YOUR INSTRUCTIONS:
Read the data, and whenever a line holds the word "UsageStore", report that line.

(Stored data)
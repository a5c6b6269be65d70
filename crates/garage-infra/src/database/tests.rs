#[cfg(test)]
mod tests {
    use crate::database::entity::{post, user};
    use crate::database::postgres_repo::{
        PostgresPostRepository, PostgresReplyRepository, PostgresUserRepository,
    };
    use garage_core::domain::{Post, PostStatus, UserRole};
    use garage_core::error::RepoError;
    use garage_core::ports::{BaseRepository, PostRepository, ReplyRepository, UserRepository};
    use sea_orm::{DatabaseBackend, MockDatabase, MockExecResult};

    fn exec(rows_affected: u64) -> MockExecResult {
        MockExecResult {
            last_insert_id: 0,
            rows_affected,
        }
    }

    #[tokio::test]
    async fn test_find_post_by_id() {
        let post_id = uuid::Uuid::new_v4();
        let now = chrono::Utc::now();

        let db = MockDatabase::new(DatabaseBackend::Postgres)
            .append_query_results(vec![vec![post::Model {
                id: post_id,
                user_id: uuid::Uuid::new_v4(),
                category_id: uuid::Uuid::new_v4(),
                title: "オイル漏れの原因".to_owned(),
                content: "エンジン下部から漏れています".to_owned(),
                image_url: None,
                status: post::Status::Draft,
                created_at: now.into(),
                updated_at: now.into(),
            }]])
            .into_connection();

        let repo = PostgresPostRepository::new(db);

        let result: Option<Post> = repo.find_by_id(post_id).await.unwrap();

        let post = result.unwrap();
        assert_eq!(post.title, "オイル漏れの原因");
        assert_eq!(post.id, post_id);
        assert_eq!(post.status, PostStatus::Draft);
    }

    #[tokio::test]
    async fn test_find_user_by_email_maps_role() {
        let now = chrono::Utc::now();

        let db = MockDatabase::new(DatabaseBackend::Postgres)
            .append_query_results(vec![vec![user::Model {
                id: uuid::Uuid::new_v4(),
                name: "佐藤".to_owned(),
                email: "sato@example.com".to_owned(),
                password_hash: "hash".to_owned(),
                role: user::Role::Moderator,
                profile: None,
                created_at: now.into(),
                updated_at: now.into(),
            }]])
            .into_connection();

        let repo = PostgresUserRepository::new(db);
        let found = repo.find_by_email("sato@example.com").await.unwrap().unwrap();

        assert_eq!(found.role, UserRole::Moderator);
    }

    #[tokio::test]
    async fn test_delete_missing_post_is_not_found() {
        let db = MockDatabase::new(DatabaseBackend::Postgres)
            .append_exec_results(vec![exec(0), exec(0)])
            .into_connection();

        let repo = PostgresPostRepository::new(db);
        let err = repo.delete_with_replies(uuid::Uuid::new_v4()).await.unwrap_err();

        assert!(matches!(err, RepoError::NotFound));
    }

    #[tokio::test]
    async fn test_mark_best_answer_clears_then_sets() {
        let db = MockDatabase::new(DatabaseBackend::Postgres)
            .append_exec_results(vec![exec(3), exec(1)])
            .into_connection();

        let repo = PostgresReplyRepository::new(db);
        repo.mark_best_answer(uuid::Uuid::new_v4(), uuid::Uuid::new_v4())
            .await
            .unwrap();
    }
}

---

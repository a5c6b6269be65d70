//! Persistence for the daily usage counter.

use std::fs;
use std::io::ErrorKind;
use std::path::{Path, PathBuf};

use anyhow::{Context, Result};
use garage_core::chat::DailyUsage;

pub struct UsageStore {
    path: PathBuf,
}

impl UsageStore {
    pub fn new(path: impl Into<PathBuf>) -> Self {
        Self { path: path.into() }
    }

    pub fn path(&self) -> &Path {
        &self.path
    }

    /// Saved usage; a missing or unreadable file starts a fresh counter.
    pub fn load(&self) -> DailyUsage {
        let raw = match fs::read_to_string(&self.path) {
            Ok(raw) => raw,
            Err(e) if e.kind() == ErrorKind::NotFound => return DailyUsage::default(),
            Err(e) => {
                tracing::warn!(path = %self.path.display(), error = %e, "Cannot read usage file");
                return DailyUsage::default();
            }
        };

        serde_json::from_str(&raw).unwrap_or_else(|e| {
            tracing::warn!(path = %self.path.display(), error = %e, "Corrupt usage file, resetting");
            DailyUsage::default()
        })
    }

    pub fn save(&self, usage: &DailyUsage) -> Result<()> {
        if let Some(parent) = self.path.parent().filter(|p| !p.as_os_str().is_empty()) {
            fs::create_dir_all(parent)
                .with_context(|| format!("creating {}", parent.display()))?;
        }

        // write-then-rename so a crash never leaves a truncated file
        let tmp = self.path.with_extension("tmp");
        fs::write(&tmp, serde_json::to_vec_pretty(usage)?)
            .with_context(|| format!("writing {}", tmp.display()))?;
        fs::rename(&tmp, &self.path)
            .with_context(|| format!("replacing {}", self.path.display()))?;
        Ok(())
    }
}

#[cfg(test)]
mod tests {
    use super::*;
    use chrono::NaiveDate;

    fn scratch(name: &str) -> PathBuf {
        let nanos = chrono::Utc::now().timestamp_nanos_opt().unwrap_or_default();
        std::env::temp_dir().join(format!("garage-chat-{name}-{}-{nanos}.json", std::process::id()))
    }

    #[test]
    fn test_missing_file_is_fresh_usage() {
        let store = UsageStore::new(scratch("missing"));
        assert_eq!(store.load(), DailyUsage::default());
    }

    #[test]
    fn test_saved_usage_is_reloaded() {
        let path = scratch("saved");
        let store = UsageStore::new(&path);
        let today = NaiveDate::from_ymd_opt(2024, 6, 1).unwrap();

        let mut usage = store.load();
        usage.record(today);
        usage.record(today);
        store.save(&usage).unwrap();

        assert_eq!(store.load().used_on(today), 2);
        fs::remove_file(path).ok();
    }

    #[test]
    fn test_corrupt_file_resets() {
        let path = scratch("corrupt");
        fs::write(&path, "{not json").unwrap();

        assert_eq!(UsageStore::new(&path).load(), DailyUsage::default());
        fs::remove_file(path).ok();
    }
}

ANSWER TO THIS TASK:
pub struct UsageStore {
impl UsageStore {
        let store = UsageStore::new(scratch("missing"));
        let store = UsageStore::new(&path);
        assert_eq!(UsageStore::new(&path).load(), DailyUsage::default());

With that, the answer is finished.